Mills & Boon: zero shades of feminism

Val Derbyshire is right to nail the snobbery directed at romance literature. But the truth is, a genre that revels in forced seduction does nothing to empower women
  
  

Woman reading Mills & Boon book
Mills & Boon: “the literature of protest rather than mere escapism”? Photograph: John Voos/Reuters/Corbis

Are Mills & Boon novels really, secretly, feminist texts? On Wednesday it was reported that the academic Val Derbyshire has written a paper – to be presented at Sheffield University’s Festival of the Mind next month – that contends they should be reread from a feminist perspective.

Derbyshire’s argument, as described so far, includes a variety of points: that the male hero is often forced to acknowledge his sexism and change his ways as a result of falling in love with the heroine; that the series has challenged the blaming of female rape victims within the criminal justice system (using the 1985 novel Time Fuse to back up this point); and that these books are primarily by women, for women. “Why would [Mills & Boon writers] set out to insult their target audience?” asks Derbyshire.

I am sympathetic to some further points Derbyshire makes about snobbery. I read and enjoy crime novels that are badly written and formulaic, and hate being judged by those who brag that they read Ulysses with their spinach smoothie.

Derbyshire argues that women should read Mills & Boon with pride rather than guilty embarrassment, and I agree that no one should feel ashamed of reading pulp fiction. But what has this got to do with feminism? In her paper Derbyshire goes so far as to call the books “the literature of protest rather than mere escapism”.

My thoughts on this subject are on record. In 2007, to mark 100 years of the Mills & Boon novel, I wrote in the Guardian that these books are “full of patriarchal propaganda”, and derided them for perpetuating the myth that women crave to be swept away by overpowering, macho men.
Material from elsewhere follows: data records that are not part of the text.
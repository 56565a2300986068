use num_complex::Complex32;
use serde::{Deserialize, Serialize};

/// Decodes whole chunks of `raw` into complex samples.
///
/// `out` always holds exactly `raw.len() / bytes_per_chunk * samples_per_chunk` entries.
pub type Converter = fn(&[u8], &mut [Complex32]);

#[derive(Debug, Clone, Copy, Deserialize, Serialize, PartialEq, Eq, Hash)]
#[serde(rename_all = "lowercase")]
pub enum SampleFormat {
    U8,
    S8,
    U16,
    S16,
    F32,
    F64,
    Cu8,
    Cs8,
    Cs12,
    Cs16,
    Cf32,
    Cf64,
}

#[derive(Debug, Clone, Copy)]
pub struct FormatInfo {
    pub bytes_per_chunk: usize,
    pub samples_per_chunk: usize,
    /// `None` means the bytes already are little-endian `Complex32` pairs.
    pub converter: Option<Converter>,
}

impl SampleFormat {
    pub fn info(self) -> FormatInfo {
        let (bytes_per_chunk, converter): (usize, Option<Converter>) = match self {
            Self::U8 => (1, Some(convert_u8)),
            Self::S8 => (1, Some(convert_s8)),
            Self::U16 => (2, Some(convert_u16)),
            Self::S16 => (2, Some(convert_s16)),
            Self::F32 => (4, Some(convert_f32)),
            Self::F64 => (8, Some(convert_f64)),
            Self::Cu8 => (2, Some(convert_cu8)),
            Self::Cs8 => (2, Some(convert_cs8)),
            Self::Cs12 => (3, Some(convert_cs12)),
            Self::Cs16 => (4, Some(convert_cs16)),
            Self::Cf32 => (8, None),
            Self::Cf64 => (16, Some(convert_cf64)),
        };
        FormatInfo {
            bytes_per_chunk,
            samples_per_chunk: 1,
            converter,
        }
    }

    pub fn is_complex(self) -> bool {
        matches!(
            self,
            Self::Cu8 | Self::Cs8 | Self::Cs12 | Self::Cs16 | Self::Cf32 | Self::Cf64
        )
    }

    pub fn as_str(self) -> &'static str {
        match self {
            Self::U8 => "u8",
            Self::S8 => "s8",
            Self::U16 => "u16",
            Self::S16 => "s16",
            Self::F32 => "f32",
            Self::F64 => "f64",
            Self::Cu8 => "cu8",
            Self::Cs8 => "cs8",
            Self::Cs12 => "cs12",
            Self::Cs16 => "cs16",
            Self::Cf32 => "cf32",
            Self::Cf64 => "cf64",
        }
    }
}

impl FormatInfo {
    /// Bytes needed to hold at least `samples` samples, rounded up to whole chunks.
    pub fn bytes_for_samples(&self, samples: usize) -> usize {
        samples.div_ceil(self.samples_per_chunk) * self.bytes_per_chunk
    }

    /// Samples contained in the whole chunks of `bytes`.
    pub fn samples_for_bytes(&self, bytes: usize) -> usize {
        (bytes / self.bytes_per_chunk) * self.samples_per_chunk
    }

    /// Byte offset of the chunk holding sample `sample`.
    pub fn chunk_offset(&self, sample: u64) -> u64 {
        (sample / self.samples_per_chunk as u64) * self.bytes_per_chunk as u64
    }

    /// Decodes the whole chunks of `raw` into the front of `out`; returns samples written.
    pub fn decode(&self, raw: &[u8], out: &mut [Complex32]) -> usize {
        let chunks = (raw.len() / self.bytes_per_chunk)
            .min(out.len() / self.samples_per_chunk);
        let bytes = chunks * self.bytes_per_chunk;
        let samples = chunks * self.samples_per_chunk;
        let (raw, out) = (&raw[..bytes], &mut out[..samples]);
        match self.converter {
            Some(convert) => convert(raw, out),
            None => match bytemuck::try_cast_slice::<u8, Complex32>(raw) {
                Ok(native) if cfg!(target_endian = "little") => out.copy_from_slice(native),
                _ => convert_cf32(raw, out),
            },
        }
        samples
    }
}

static U8_TO_F32: [f32; 256] = {
    let mut lut = [0.0f32; 256];
    let mut i = 0usize;
    while i < 256 {
        let signed = ((i as u8) ^ 0x80) as i8;
        lut[i] = (signed as f32) / 128.0;
        i += 1;
    }
    lut
};

fn convert_u8(raw: &[u8], out: &mut [Complex32]) {
    for (dst, b) in out.iter_mut().zip(raw.iter().copied()) {
        *dst = Complex32::new(U8_TO_F32[b as usize], 0.0);
    }
}

fn convert_s8(raw: &[u8], out: &mut [Complex32]) {
    for (dst, b) in out.iter_mut().zip(raw.iter().copied()) {
        *dst = Complex32::new((b as i8) as f32 / 128.0, 0.0);
    }
}

fn convert_u16(raw: &[u8], out: &mut [Complex32]) {
    for (dst, c) in out.iter_mut().zip(raw.chunks_exact(2)) {
        let signed = (u16::from_le_bytes([c[0], c[1]]) ^ 0x8000) as i16;
        *dst = Complex32::new(signed as f32 / 32768.0, 0.0);
    }
}

fn convert_s16(raw: &[u8], out: &mut [Complex32]) {
    for (dst, c) in out.iter_mut().zip(raw.chunks_exact(2)) {
        *dst = Complex32::new(i16::from_le_bytes([c[0], c[1]]) as f32 / 32768.0, 0.0);
    }
}

fn convert_f32(raw: &[u8], out: &mut [Complex32]) {
    for (dst, c) in out.iter_mut().zip(raw.chunks_exact(4)) {
        *dst = Complex32::new(f32::from_le_bytes([c[0], c[1], c[2], c[3]]), 0.0);
    }
}

fn convert_f64(raw: &[u8], out: &mut [Complex32]) {
    for (dst, c) in out.iter_mut().zip(raw.chunks_exact(8)) {
        *dst = Complex32::new(read_f64(c) as f32, 0.0);
    }
}

fn convert_cu8(raw: &[u8], out: &mut [Complex32]) {
    for (dst, c) in out.iter_mut().zip(raw.chunks_exact(2)) {
        *dst = Complex32::new(U8_TO_F32[c[0] as usize], U8_TO_F32[c[1] as usize]);
    }
}

fn convert_cs8(raw: &[u8], out: &mut [Complex32]) {
    for (dst, c) in out.iter_mut().zip(raw.chunks_exact(2)) {
        *dst = Complex32::new((c[0] as i8) as f32 / 128.0, (c[1] as i8) as f32 / 128.0);
    }
}

// I in the low 12 bits, Q in the high 12 bits of a little-endian 24-bit word.
fn convert_cs12(raw: &[u8], out: &mut [Complex32]) {
    for (dst, c) in out.iter_mut().zip(raw.chunks_exact(3)) {
        let word = u32::from(c[0]) | u32::from(c[1]) << 8 | u32::from(c[2]) << 16;
        let i = sign_extend_12((word & 0x0fff) as u16);
        let q = sign_extend_12((word >> 12) as u16);
        *dst = Complex32::new(i as f32 / 2048.0, q as f32 / 2048.0);
    }
}

fn sign_extend_12(v: u16) -> i16 {
    ((v << 4) as i16) >> 4
}

fn convert_cs16(raw: &[u8], out: &mut [Complex32]) {
    for (dst, c) in out.iter_mut().zip(raw.chunks_exact(4)) {
        let i = i16::from_le_bytes([c[0], c[1]]);
        let q = i16::from_le_bytes([c[2], c[3]]);
        *dst = Complex32::new(i as f32 / 32768.0, q as f32 / 32768.0);
    }
}

fn convert_cf32(raw: &[u8], out: &mut [Complex32]) {
    for (dst, c) in out.iter_mut().zip(raw.chunks_exact(8)) {
        let i = f32::from_le_bytes([c[0], c[1], c[2], c[3]]);
        let q = f32::from_le_bytes([c[4], c[5], c[6], c[7]]);
        *dst = Complex32::new(i, q);
    }
}

fn convert_cf64(raw: &[u8], out: &mut [Complex32]) {
    for (dst, c) in out.iter_mut().zip(raw.chunks_exact(16)) {
        *dst = Complex32::new(read_f64(&c[..8]) as f32, read_f64(&c[8..]) as f32);
    }
}

fn read_f64(c: &[u8]) -> f64 {
    let mut b = [0u8; 8];
    b.copy_from_slice(&c[..8]);
    f64::from_le_bytes(b)
}

#[cfg(test)]
mod tests {
    use super::*;

    #[test]
    fn cs12_sign_extends_both_components() {
        // I = -1 (0xfff), Q = 0x7ff
        let raw = [0xff, 0xff, 0x7f];
        let mut out = [Complex32::new(0.0, 0.0); 1];
        assert_eq!(SampleFormat::Cs12.info().decode(&raw, &mut out), 1);
        assert!((out[0].re - (-1.0 / 2048.0)).abs() < 1e-6);
        assert!((out[0].im - (2047.0 / 2048.0)).abs() < 1e-6);
    }

    #[test]
    fn decode_ignores_trailing_partial_chunk() {
        let info = SampleFormat::Cs16.info();
        let raw = [0u8; 10];
        let mut out = [Complex32::new(1.0, 1.0); 4];
        assert_eq!(info.decode(&raw, &mut out), 2);
        assert_eq!(out[2], Complex32::new(1.0, 1.0));
    }

    #[test]
    fn bytes_for_samples_rounds_up_to_chunks() {
        let info = FormatInfo {
            bytes_per_chunk: 3,
            samples_per_chunk: 2,
            converter: None,
        };
        assert_eq!(info.bytes_for_samples(3), 6);
        assert_eq!(info.samples_for_bytes(7), 4);
        assert_eq!(info.chunk_offset(5), 6);
    }
}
I have, however, softened towards Mills & Boon a little since then. Because we now have Fifty Shades of Grey, a brand that is considerably more insidious and misogynistic. The first Fifty Shades novel was published in 2011, and the book and its sequels are a celebration and sanitisation of domestic abuse and sexual sadism.

Despite this softening, I still cannot see how anyone could make a robust argument that Mills & Boon novels are feminist, unless we follow the line trotted out by some “fun feminists” that anything can be labelled as such – up to and including Margaret Thatcher.

Like other social justice movements, feminism has a set of aims and objectives. One of them is to challenge the lie that women enjoy being forced into sex. Most of the older (and some recent) Mills & Boon novels are based on “forced seduction” because in the bad old days, nice girls could not actively choose to have rampant sex and still be considered decent. This extract from The Innocent’s Surrender, published in 2010, illustrates my point:

“Her taut muscles shocked into resistance, she wanted to cry out to him that he was hurting her, and beg him to stop. To give her unaccustomed body at least a little time to adjust to the stark reality of his penetration of her. Yet she did nothing, said nothing, determined not to grant him the satisfaction of knowing that anything he did could affect her in any way – pleasure or pain.”

If that is not rape, I am not sure what is. Yet she falls for the rapist. And, presumably, they go on to live happily ever after.

In a blog post Derbyshire writes: “I, myself, find that I tend to pick up a Mills & Boon romance to read when I’m feeling in need of cheering up. They’re quick, easy to read, and yet – no matter how ridiculous the plot – strangely satisfying.”

I perfectly understand this, and feel exactly the same way about some of the books I read. Derbyshire has every right to rail against the snobbery of her critics – but none, I would argue, to say that Mills & Boon novels are even remotely feminist.